枝に爪を食い込ませ、身体を丸め、嵐が過ぎるのを待つ。


長い夜だった。


でも、やがて雨が止む。


風が弱まる。


雲が晴れていく。


そして――朝が来た。


太陽が、地平線から昇ってくる。


オレンジ色の光が、世界を照らしていく。


温かい。


羽毛が乾いていく。身体に力が戻ってくる。


生きている。


嵐を越えて、また朝を迎えた。


翼を広げる。


枝から飛び立つ。


また、空へ。


恐怖はある。墜ちる恐怖、飢える恐怖、嵐の恐怖。


孤独もある。
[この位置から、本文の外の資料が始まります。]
impl NodeExecutionState {
    /// Create a new node execution state in the Pending state.
    #[must_use]
    pub fn new() -> Self {
        Self {
            state: NodeState::Pending,
            attempt: 0,
            max_attempts: 1,
            started_at: None,
            finished_at: None,
            output: None,
            error: None,
        }
    }
}

impl Default for NodeExecutionState {
    fn default() -> Self {
        Self::new()
    }
}

/// The complete, event-sourced state of a workflow execution.
#[derive(Debug, Clone, Serialize, Deserialize)]
pub struct ExecutionState {
    /// Unique identifier for this execution.
    pub execution_id: ExecutionId,
    /// The workflow being executed.
    pub workflow_id: WorkflowId,
    /// The trigger that started the execution; set by `ExecutionStarted`.
    #[serde(default)]
    pub trigger_id: Option<TriggerId>,
    /// Current phase.
    pub phase: ExecutionPhase,
    /// When the execution started.
    #[serde(default)]
    pub started_at: Option<DateTime<Utc>>,
    /// When the execution reached a terminal phase.
    #[serde(default)]
    pub finished_at: Option<DateTime<Utc>>,
    /// Error message for failed or cancelled executions.
    #[serde(default)]
    pub error: Option<String>,
    /// Read-only global context seeded at start.
    pub globals: VariableSet,
    /// Per-node execution states.
    pub node_states: HashMap<NodeId, NodeExecutionState>,
    /// Per-node output maps, keyed by node ID.
    pub node_outputs: HashMap<NodeId, Map<String, Value>>,
    /// Execution variables: each completed node's output under its name,
    /// which is what downstream parent-name namespacing binds against.
    pub variables: VariableSet,
    /// Events applied but not yet flushed to the store.
    #[serde(skip)]
    uncommitted: Vec<ExecutionEvent>,
    /// Metadata stamped onto every subsequently emitted event (engine
    /// version, wave index). Ignored by the reducer.
    #[serde(skip)]
    event_metadata: Map<String, Value>,
    /// Last assigned sequence number (0 before the first event).
    sequence: u64,
    /// Highest sequence known to be durable in the store.
    committed_sequence: u64,
}

impl ExecutionState {
    /// Create a fresh aggregate in `Pending` with no events.
    #[must_use]
    pub fn new(execution_id: ExecutionId, workflow_id: WorkflowId) -> Self {
        Self {
            execution_id,
            workflow_id,
            trigger_id: None,
            phase: ExecutionPhase::Pending,
            started_at: None,
            finished_at: None,
            error: None,
            globals: VariableSet::new(),
            node_states: HashMap::new(),
            node_outputs: HashMap::new(),
            variables: VariableSet::new(),
            uncommitted: Vec::new(),
            event_metadata: Map::new(),
            sequence: 0,
            committed_sequence: 0,
        }
    }

    /// Rebuild an aggregate by replaying an ordered event log.
    pub fn from_events(events: &[ExecutionEvent]) -> Result<Self, ExecutionError> {
        let first = events.first().ok_or_else(|| {
            ExecutionError::PlanValidation("cannot replay an empty event log".into())
        })?;
        let mut state = Self::new(first.execution_id, first.workflow_id);
        for event in events {
            state.apply_event(event)?;
        }
        // Replayed events are already durable.
        state.committed_sequence = state.sequence;
        Ok(state)
    }

    // ── Reducer ─────────────────────────────────────────────────────

    /// Apply one event to in-memory state.
    ///
    /// This is the only code path that mutates execution-visible state,
    /// for both live mutation and replay. Events must arrive in contiguous
    /// sequence order.
    pub fn apply_event(&mut self, event: &ExecutionEvent) -> Result<(), ExecutionError> {
        if event.execution_id != self.execution_id {
            return Err(ExecutionError::WrongExecution {
                expected: self.execution_id,
                got: event.execution_id,
            });
        }
        if event.sequence != self.sequence + 1 {
            return Err(ExecutionError::SequenceGap {
                expected: self.sequence + 1,
                got: event.sequence,
            });
        }

        match &event.kind {
            EventKind::ExecutionStarted {
                trigger_id,
                node_ids,
                variables,
            } => {
                validate_execution_transition(self.phase, ExecutionPhase::Executing)?;
                self.phase = ExecutionPhase::Executing;
                self.trigger_id = Some(*trigger_id);
                self.started_at = Some(event.timestamp);
                self.globals = VariableSet::from_map(variables.clone()).into_read_only();
                for &node_id in node_ids {
                    self.node_states
                        .entry(node_id)
                        .or_insert_with(NodeExecutionState::new);
                }
            }

            EventKind::NodeStarted {
                node_id,
                attempt,
                max_attempts,
                ..
            } => {
                let node = self.node_state_mut(*node_id)?;
                validate_node_transition(node.state, NodeState::Running)?;
                node.state = NodeState::Running;
                node.attempt = *attempt;
                node.max_attempts = *max_attempts;
                node.started_at = Some(event.timestamp);
            }

            EventKind::NodeRetrying { node_id, attempt, .. } => {
                let node = self.node_state_mut(*node_id)?;
                validate_node_transition(node.state, NodeState::Retrying)?;
                node.state = NodeState::Retrying;
                node.attempt = *attempt;
            }

            EventKind::NodeCompleted {
                node_id,
                node_name,
                output,
                ..
            } => {
                let node = self.node_state_mut(*node_id)?;
                validate_node_transition(node.state, NodeState::Completed)?;
                node.state = NodeState::Completed;
                node.finished_at = Some(event.timestamp);
                node.output = Some(output.clone());
                self.node_outputs.insert(*node_id, output.clone());
                self.variables
                    .set(node_name.clone(), Value::Object(output.clone()))?;
            }

            EventKind::NodeFailed {
                node_id,
                error,
                attempt,
                ..
            } => {
                let node = self.node_state_mut(*node_id)?;
                validate_node_transition(node.state, NodeState::Failed)?;
                node.state = NodeState::Failed;
                node.attempt = *attempt;
                node.finished_at = Some(event.timestamp);
                node.error = Some(error.clone());
            }

            EventKind::NodeSkipped { node_id, reason, .. } => {
                let node = self.node_state_mut(*node_id)?;
                validate_node_transition(node.state, NodeState::Skipped)?;
                node.state = NodeState::Skipped;
                node.finished_at = Some(event.timestamp);
                node.error = Some(reason.clone());
            }

            EventKind::ExecutionCompleted { .. } => {
                validate_execution_transition(self.phase, ExecutionPhase::Completed)?;
                self.phase = ExecutionPhase::Completed;
                self.finished_at = Some(event.timestamp);
            }

            EventKind::ExecutionFailed { error } => {
                validate_execution_transition(self.phase, ExecutionPhase::Failed)?;
                self.phase = ExecutionPhase::Failed;
                self.finished_at = Some(event.timestamp);
                self.error = Some(error.clone());
            }

            EventKind::ExecutionCancelled { reason } => {
                validate_execution_transition(self.phase, ExecutionPhase::Cancelled)?;
                self.phase = ExecutionPhase::Cancelled;
                self.finished_at = Some(event.timestamp);
                self.error = Some(reason.clone());
            }
        }

        self.sequence = event.sequence;
        Ok(())
    }

    // ── Mutators (emit + apply + buffer) ────────────────────────────

    /// Record the execution start. Seeds node states and freezes globals.
    pub fn record_started(
        &mut self,
        trigger_id: TriggerId,
        node_ids: Vec<NodeId>,
        variables: Map<String, Value>,
    ) -> Result<ExecutionEvent, ExecutionError> {
        self.emit(EventKind::ExecutionStarted {
            trigger_id,
            node_ids,
            variables,
        })
    }

    /// Record a node's first attempt starting.
    pub fn record_node_started(
        &mut self,
        node_id: NodeId,
        node_name: impl Into<String>,
        max_attempts: u32,
        inputs: Map<String, Value>,
    ) -> Result<ExecutionEvent, ExecutionError> {
        self.emit(EventKind::NodeStarted {
            node_id,
            node_name: node_name.into(),
            attempt: 1,
            max_attempts,
            inputs,
        })
    }

    /// Record an upcoming retry attempt.
    pub fn record_node_retrying(
        &mut self,
        node_id: NodeId,
        node_name: impl Into<String>,
        attempt: u32,
        delay_ms: u64,
    ) -> Result<ExecutionEvent, ExecutionError> {
        self.emit(EventKind::NodeRetrying {
            node_id,
            node_name: node_name.into(),
            attempt,
            delay_ms,
        })
    }

    /// Record a node success with its (schema-filtered) output.
    pub fn record_node_completed(
        &mut self,
        node_id: NodeId,
        node_name: impl Into<String>,
        output: Map<String, Value>,
        duration_ms: Option<u64>,
    ) -> Result<ExecutionEvent, ExecutionError> {
        self.emit(EventKind::NodeCompleted {
            node_id,
            node_name: node_name.into(),
            output,
            duration_ms,
        })
    }

    /// Record a node's terminal failure.
    pub fn record_node_failed(
        &mut self,
        node_id: NodeId,
        node_name: impl Into<String>,
        error: impl Into<String>,
        attempt: u32,
    ) -> Result<ExecutionEvent, ExecutionError> {
        self.emit(EventKind::NodeFailed {
            node_id,
            node_name: node_name.into(),
            error: error.into(),
            attempt,
        })
    }

    /// Record a node being skipped.
    pub fn record_node_skipped(
        &mut self,
        node_id: NodeId,
        node_name: impl Into<String>,
        reason: impl Into<String>,
    ) -> Result<ExecutionEvent, ExecutionError> {
        self.emit(EventKind::NodeSkipped {
            node_id,
            node_name: node_name.into(),
            reason: reason.into(),
        })
    }

    /// Record successful completion of the whole execution.
    pub fn record_completed(&mut self) -> Result<ExecutionEvent, ExecutionError> {
        self.emit(EventKind::ExecutionCompleted {
            variables: self.variables.to_map(),
        })
    }

    /// Record execution failure.
    pub fn record_failed(
        &mut self,
        error: impl Into<String>,
    ) -> Result<ExecutionEvent, ExecutionError> {
        self.emit(EventKind::ExecutionFailed { error: error.into() })
    }

    /// Record execution cancellation.
    pub fn record_cancelled(
        &mut self,
        reason: impl Into<String>,
    ) -> Result<ExecutionEvent, ExecutionError> {
        self.emit(EventKind::ExecutionCancelled {
            reason: reason.into(),
        })
    }

    fn emit(&mut self, kind: EventKind) -> Result<ExecutionEvent, ExecutionError> {
        let mut event = ExecutionEvent::new(
            self.execution_id,
            self.workflow_id,
            self.sequence + 1,
            kind,
        );
        event.metadata = self.event_metadata.clone();
        self.apply_event(&event)?;
        self.uncommitted.push(event.clone());
        Ok(event)
    }

    /// Set the metadata map stamped onto every subsequently emitted event.
    pub fn set_event_metadata(&mut self, metadata: Map<String, Value>) {
        self.event_metadata = metadata;
    }

    // ── Transient phase moves (no event; replay skips these) ────────

    /// Enter `Planning`.
    pub fn begin_planning(&mut self) -> Result<(), ExecutionError> {
        validate_execution_transition(self.phase, ExecutionPhase::Planning)?;
        self.phase = ExecutionPhase::Planning;
        Ok(())
    }

    /// Enter `Finalizing`.
    pub fn begin_finalizing(&mut self) -> Result<(), ExecutionError> {
        validate_execution_transition(self.phase, ExecutionPhase::Finalizing)?;
        self.phase = ExecutionPhase::Finalizing;
        Ok(())
    }

    // ── Queries ─────────────────────────────────────────────────────

    /// Get a node's execution state.
    #[must_use]
    pub fn node_state(&self, node_id: NodeId) -> Option<&NodeExecutionState> {
        self.node_states.get(&node_id)
    }

    /// Get a node's recorded output.
    #[must_use]
    pub fn node_output(&self, node_id: NodeId) -> Option<&Map<String, Value>> {
        self.node_outputs.get(&node_id)
    }

    /// Returns `true` if all nodes are in terminal states.
    #[must_use]
    pub fn all_nodes_terminal(&self) -> bool {
        self.node_states.values().all(|n| n.state.is_terminal())
    }

    /// IDs of all completed nodes.
    #[must_use]
    pub fn completed_node_ids(&self) -> Vec<NodeId> {
        self.nodes_in_state(NodeState::Completed)
    }

    /// IDs of all failed nodes.
    #[must_use]
    pub fn failed_node_ids(&self) -> Vec<NodeId> {
        self.nodes_in_state(NodeState::Failed)
    }

    /// IDs of all skipped nodes.
    #[must_use]
    pub fn skipped_node_ids(&self) -> Vec<NodeId> {
        self.nodes_in_state(NodeState::Skipped)
    }

    fn nodes_in_state(&self, state: NodeState) -> Vec<NodeId> {
        self.node_states
            .iter()
            .filter(|(_, n)| n.state == state)
            .map(|(&id, _)| id)
            .collect()
    }

    /// Last assigned sequence number.
    #[must_use]
    pub fn last_sequence(&self) -> u64 {
        self.sequence
    }

    /// Highest sequence known to be durable.
    #[must_use]
    pub fn committed_sequence(&self) -> u64 {
        self.committed_sequence
    }

    /// Drain the uncommitted event buffer for flushing.
    pub fn take_uncommitted(&mut self) -> Vec<ExecutionEvent> {
        std::mem::take(&mut self.uncommitted)
    }

    /// Number of buffered events.
    #[must_use]
    pub fn uncommitted_len(&self) -> usize {
        self.uncommitted.len()
    }

    /// Mark everything up to `sequence` as durable.
    pub fn mark_committed(&mut self, sequence: u64) {
        self.committed_sequence = self.committed_sequence.max(sequence);
    }

    fn node_state_mut(
        &mut self,
        node_id: NodeId,
    ) -> Result<&mut NodeExecutionState, ExecutionError> {
        self.node_states
            .get_mut(&node_id)
            .ok_or(ExecutionError::NodeNotFound(node_id))
    }
}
誰とも繋がっていない、この圧倒的な孤独。


でも――


それでも、飛ぶ価値はある。


この空の広さ、この風の心地よさ、この自由の重さ。


全てを含めて、生きている。


羽ばたく。


力を込めて、翼を動かす。


上昇する。


雲の中へ、突入する。


白い霧が、俺を包む。


視界が、光に染まる。


眩しい。


でも、怖くない。


これが、次か。


また、次へ行くのか。


光が、強くなる。


身体が、溶けていく。


でも、満足していた。


俺は、空を飛んだ。


自由を、手にした。


それだけで、十分だった。


光の中で、俺は消えていった。


(了)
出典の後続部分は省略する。